▶ Extracted data:
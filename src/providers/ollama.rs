use async_trait::async_trait;
use log::{debug, error};
use reqwest::Client;
use serde::{Deserialize, Serialize};
use std::time::Duration;

use crate::errors::ProviderError;
use crate::providers::Provider;

/// Ollama client for interacting with Ollama API
#[derive(Debug, Clone)]
pub struct Ollama {
    /// Base URL of the Ollama API
    base_url: String,
    /// HTTP client for making requests
    client: Client,
}

/// Generate request for the Ollama API
#[derive(Debug, Clone, Serialize, Deserialize)]
pub struct GenerationRequest {
    /// Model name to use for generation
    model: String,
    /// Prompt to generate from
    prompt: String,
    /// System message to guide the model
    #[serde(skip_serializing_if = "Option::is_none")]
    system: Option<String>,
    /// Additional model parameters
    #[serde(skip_serializing_if = "Option::is_none")]
    options: Option<GenerationOptions>,
    /// Whether to stream the response
    #[serde(skip_serializing_if = "Option::is_none")]
    stream: Option<bool>,
}

/// Generation options for the Ollama API
#[derive(Debug, Clone, Default, Serialize, Deserialize)]
pub struct GenerationOptions {
    #[serde(skip_serializing_if = "Option::is_none")]
    temperature: Option<f32>,
    #[serde(skip_serializing_if = "Option::is_none")]
    seed: Option<u64>,
}

/// Generation response from the Ollama API
#[derive(Debug, Clone, Serialize, Deserialize)]
pub struct GenerationResponse {
    /// Model name
    pub model: String,
    /// Creation timestamp
    #[serde(default)]
    pub created_at: String,
    /// Generated text
    pub response: String,
    /// Whether the generation is complete
    #[serde(default)]
    pub done: bool,
    /// Number of prompt tokens
    #[serde(skip_serializing_if = "Option::is_none")]
    pub prompt_eval_count: Option<u64>,
    /// Number of generated tokens
    #[serde(skip_serializing_if = "Option::is_none")]
    pub eval_count: Option<u64>,
}

impl GenerationRequest {
    /// Create a new non-streaming generation request
    pub fn new(model: impl Into<String>, prompt: impl Into<String>) -> Self {
        Self {
            model: model.into(),
            prompt: prompt.into(),
            system: None,
            options: None,
            stream: Some(false),
        }
    }

    /// Set the system message
    pub fn system(mut self, system: impl Into<String>) -> Self {
        self.system = Some(system.into());
        self
    }

    /// Set the temperature
    pub fn temperature(mut self, temperature: f32) -> Self {
        self.options.get_or_insert_with(GenerationOptions::default).temperature = Some(temperature);
        self
    }

    /// Fix the sampling seed so identical prompts give identical answers
    pub fn seed(mut self, seed: u64) -> Self {
        self.options.get_or_insert_with(GenerationOptions::default).seed = Some(seed);
        self
    }
}

impl Ollama {
    /// Create a new Ollama client for `host:port`
    pub fn new(host: impl Into<String>, port: u16, timeout_secs: u64) -> Self {
        let host = host.into();

        let base_url = match host.split_once("://") {
            Some((scheme, rest)) if rest.contains(':') => format!("{}://{}", scheme, rest),
            Some((scheme, rest)) => format!("{}://{}:{}", scheme, rest, port),
            None => format!("http://{}:{}", host, port),
        };

        Self::from_url_with_timeout(base_url, timeout_secs)
    }

    fn from_url_with_timeout(url: impl Into<String>, timeout_secs: u64) -> Self {
        Self {
            base_url: url.into().trim_end_matches('/').to_string(),
            client: Client::builder()
                .timeout(Duration::from_secs(timeout_secs))
                // Ollama speaks HTTP/1.1
                .http1_only()
                .pool_idle_timeout(Duration::from_secs(90))
                .tcp_keepalive(Duration::from_secs(60))
                .build()
                .unwrap_or_default(),
        }
    }

    pub fn base_url(&self) -> &str {
        &self.base_url
    }

    /// Generate text from the Ollama API
    pub async fn generate(&self, request: GenerationRequest) -> Result<GenerationResponse, ProviderError> {
        let url = format!("{}/api/generate", self.base_url);

        let response = self
            .client
            .post(&url)
            .json(&request)
            .send()
            .await
            .map_err(|e| ProviderError::ConnectionError(format!("Failed to send request to Ollama API: {}", e)))?;

        let status = response.status();
        if !status.is_success() {
            let error_text = response
                .text()
                .await
                .unwrap_or_else(|_| "Failed to get error response text".to_string());
            error!("Ollama API error ({}): {}", status, error_text);
            return Err(ProviderError::ApiError {
                status_code: status.as_u16(),
                message: error_text,
            });
        }

        let response_text = response
            .text()
            .await
            .map_err(|e| ProviderError::RequestFailed(format!("Failed to get response text from Ollama API: {}", e)))?;

        parse_generation_response(&response_text)
    }

    /// Get the Ollama API version
    pub async fn version(&self) -> Result<String, ProviderError> {
        let url = format!("{}/api/version", self.base_url);
        let response: serde_json::Value = self
            .client
            .get(&url)
            .send()
            .await
            .map_err(|e| ProviderError::ConnectionError(format!("Failed to connect to Ollama: {}", e)))?
            .json()
            .await
            .map_err(|e| ProviderError::ParseError(format!("Failed to parse Ollama version response: {}", e)))?;

        response["version"]
            .as_str()
            .map(str::to_string)
            .ok_or_else(|| ProviderError::ParseError("Invalid version format in response".to_string()))
    }
}

/// Parse a generate response, accepting both a single JSON object and a
/// JSONL stream of partial responses.
pub(crate) fn parse_generation_response(response_text: &str) -> Result<GenerationResponse, ProviderError> {
    match serde_json::from_str::<GenerationResponse>(response_text) {
        Ok(parsed) => Ok(parsed),
        Err(e) => {
            debug!("Ollama response is not a single object ({}), trying JSONL", e);

            let chunks: Vec<serde_json::Value> = response_text
                .lines()
                .filter(|line| !line.trim().is_empty())
                .filter_map(|line| serde_json::from_str(line).ok())
                .collect();

            let Some(last) = chunks.last() else {
                let preview: String = response_text.chars().take(500).collect();
                error!("Failed to parse Ollama API response: {}. Raw response: {}", e, preview);
                return Err(ProviderError::ParseError(format!("Failed to parse Ollama API response: {}", e)));
            };

            let text: String = chunks
                .iter()
                .filter_map(|chunk| chunk.get("response").and_then(|v| v.as_str()))
                .collect();

            Ok(GenerationResponse {
                model: last.get("model").and_then(|v| v.as_str()).unwrap_or("unknown").to_string(),
                created_at: last.get("created_at").and_then(|v| v.as_str()).unwrap_or("").to_string(),
                response: text,
                done: true,
                prompt_eval_count: last.get("prompt_eval_count").and_then(|v| v.as_u64()),
                eval_count: last.get("eval_count").and_then(|v| v.as_u64()),
            })
        }
    }
}

#[async_trait]
impl Provider for Ollama {
    type Request = GenerationRequest;
    type Response = GenerationResponse;

    async fn complete(&self, request: Self::Request) -> Result<Self::Response, ProviderError> {
        self.generate(request).await
    }

    async fn test_connection(&self) -> Result<(), ProviderError> {
        let version = self.version().await?;
        debug!("Connected to Ollama {}", version);
        Ok(())
    }

    fn extract_text(response: &Self::Response) -> String {
        response.response.trim().to_string()
    }
}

▶ Assignment: An exact reproduction of all the records is needed.

▶ Exercise solution:
filename src/providers/ollama.rs
use async_trait::async_trait;
use log::{debug, error};
use reqwest::Client;
use serde::{Deserialize, Serialize};
use std::time::Duration;

use crate::errors::ProviderError;
use crate::providers::Provider;

/// Ollama client for interacting with Ollama API
#[derive(Debug, Clone)]
pub struct Ollama {
    /// Base URL of the Ollama API
    base_url: String,
    /// HTTP client for making requests
    client: Client,
}

/// Generate request for the Ollama API
#[derive(Debug, Clone, Serialize, Deserialize)]
pub struct GenerationRequest {
    /// Model name to use for generation
    model: String,
    /// Prompt to generate from
    prompt: String,
    /// System message to guide the model
    #[serde(skip_serializing_if = "Option::is_none")]
    system: Option<String>,
    /// Additional model parameters
    #[serde(skip_serializing_if = "Option::is_none")]
    options: Option<GenerationOptions>,
    /// Whether to stream the response
    #[serde(skip_serializing_if = "Option::is_none")]
    stream: Option<bool>,
}

/// Generation options for the Ollama API
#[derive(Debug, Clone, Default, Serialize, Deserialize)]
pub struct GenerationOptions {
    #[serde(skip_serializing_if = "Option::is_none")]
    temperature: Option<f32>,
    #[serde(skip_serializing_if = "Option::is_none")]
    seed: Option<u64>,
}

/// Generation response from the Ollama API
#[derive(Debug, Clone, Serialize, Deserialize)]
pub struct GenerationResponse {
    /// Model name
    pub model: String,
    /// Creation timestamp
    #[serde(default)]
    pub created_at: String,
    /// Generated text
    pub response: String,
    /// Whether the generation is complete
    #[serde(default)]
    pub done: bool,
    /// Number of prompt tokens
    #[serde(skip_serializing_if = "Option::is_none")]
    pub prompt_eval_count: Option<u64>,
    /// Number of generated tokens
    #[serde(skip_serializing_if = "Option::is_none")]
    pub eval_count: Option<u64>,
}

impl GenerationRequest {
    /// Create a new non-streaming generation request
    pub fn new(model: impl Into<String>, prompt: impl Into<String>) -> Self {
        Self {
            model: model.into(),
            prompt: prompt.into(),
            system: None,
            options: None,
            stream: Some(false),
        }
    }

    /// Set the system message
    pub fn system(mut self, system: impl Into<String>) -> Self {
        self.system = Some(system.into());
        self
    }

    /// Set the temperature
    pub fn temperature(mut self, temperature: f32) -> Self {
        self.options.get_or_insert_with(GenerationOptions::default).temperature = Some(temperature);
        self
    }

    /// Fix the sampling seed so identical prompts give identical answers
    pub fn seed(mut self, seed: u64) -> Self {
        self.options.get_or_insert_with(GenerationOptions::default).seed = Some(seed);
        self
    }
}

impl Ollama {
    /// Create a new Ollama client for `host:port`
    pub fn new(host: impl Into<String>, port: u16, timeout_secs: u64) -> Self {
        let host = host.into();

        let base_url = match host.split_once("://") {
            Some((scheme, rest)) if rest.contains(':') => format!("{}://{}", scheme, rest),
            Some((scheme, rest)) => format!("{}://{}:{}", scheme, rest, port),
            None => format!("http://{}:{}", host, port),
        };

        Self::from_url_with_timeout(base_url, timeout_secs)
    }

    fn from_url_with_timeout(url: impl Into<String>, timeout_secs: u64) -> Self {
        Self {
            base_url: url.into().trim_end_matches('/').to_string(),
            client: Client::builder()
                .timeout(Duration::from_secs(timeout_secs))
                // Ollama speaks HTTP/1.1
                .http1_only()
                .pool_idle_timeout(Duration::from_secs(90))
                .tcp_keepalive(Duration::from_secs(60))
                .build()
                .unwrap_or_default(),
        }
    }

    pub fn base_url(&self) -> &str {
        &self.base_url
    }

    /// Generate text from the Ollama API
    pub async fn generate(&self, request: GenerationRequest) -> Result<GenerationResponse, ProviderError> {
        let url = format!("{}/api/generate", self.base_url);

        let response = self
            .client
            .post(&url)
            .json(&request)
            .send()
            .await
            .map_err(|e| ProviderError::ConnectionError(format!("Failed to send request to Ollama API: {}", e)))?;

        let status = response.status();
        if !status.is_success() {
            let error_text = response
                .text()
                .await
                .unwrap_or_else(|_| "Failed to get error response text".to_string());
            error!("Ollama API error ({}): {}", status, error_text);
            return Err(ProviderError::ApiError {
                status_code: status.as_u16(),
                message: error_text,
            });
        }

        let response_text = response
            .text()
            .await
            .map_err(|e| ProviderError::RequestFailed(format!("Failed to get response text from Ollama API: {}", e)))?;

        parse_generation_response(&response_text)
    }

    /// Get the Ollama API version
    pub async fn version(&self) -> Result<String, ProviderError> {
        let url = format!("{}/api/version", self.base_url);
        let response: serde_json::Value = self
            .client
            .get(&url)
            .send()
            .await
            .map_err(|e| ProviderError::ConnectionError(format!("Failed to connect to Ollama: {}", e)))?
            .json()
            .await
            .map_err(|e| ProviderError::ParseError(format!("Failed to parse Ollama version response: {}", e)))?;

        response["version"]
            .as_str()
            .map(str::to_string)
            .ok_or_else(|| ProviderError::ParseError("Invalid version format in response".to_string()))
    }
}

/// Parse a generate response, accepting both a single JSON object and a
/// JSONL stream of partial responses.
pub(crate) fn parse_generation_response(response_text: &str) -> Result<GenerationResponse, ProviderError> {
    match serde_json::from_str::<GenerationResponse>(response_text) {
        Ok(parsed) => Ok(parsed),
        Err(e) => {
            debug!("Ollama response is not a single object ({}), trying JSONL", e);

            let chunks: Vec<serde_json::Value> = response_text
                .lines()
                .filter(|line| !line.trim().is_empty())
                .filter_map(|line| serde_json::from_str(line).ok())
                .collect();

            let Some(last) = chunks.last() else {
                let preview: String = response_text.chars().take(500).collect();
                error!("Failed to parse Ollama API response: {}. Raw response: {}", e, preview);
                return Err(ProviderError::ParseError(format!("Failed to parse Ollama API response: {}", e)));
            };

            let text: String = chunks
                .iter()
                .filter_map(|chunk| chunk.get("response").and_then(|v| v.as_str()))
                .collect();

            Ok(GenerationResponse {
                model: last.get("model").and_then(|v| v.as_str()).unwrap_or("unknown").to_string(),
                created_at: last.get("created_at").and_then(|v| v.as_str()).unwrap_or("").to_string(),
                response: text,
                done: true,
                prompt_eval_count: last.get("prompt_eval_count").and_then(|v| v.as_u64()),
                eval_count: last.get("eval_count").and_then(|v| v.as_u64()),
            })
        }
    }
}

#[async_trait]
impl Provider for Ollama {
    type Request = GenerationRequest;
    type Response = GenerationResponse;

    async fn complete(&self, request: Self::Request) -> Result<Self::Response, ProviderError> {
        self.generate(request).await
    }

    async fn test_connection(&self) -> Result<(), ProviderError> {
        let version = self.version().await?;
        debug!("Connected to Ollama {}", version);
        Ok(())
    }

    fn extract_text(response: &Self::Response) -> String {
        response.response.trim().to_string()
    }
}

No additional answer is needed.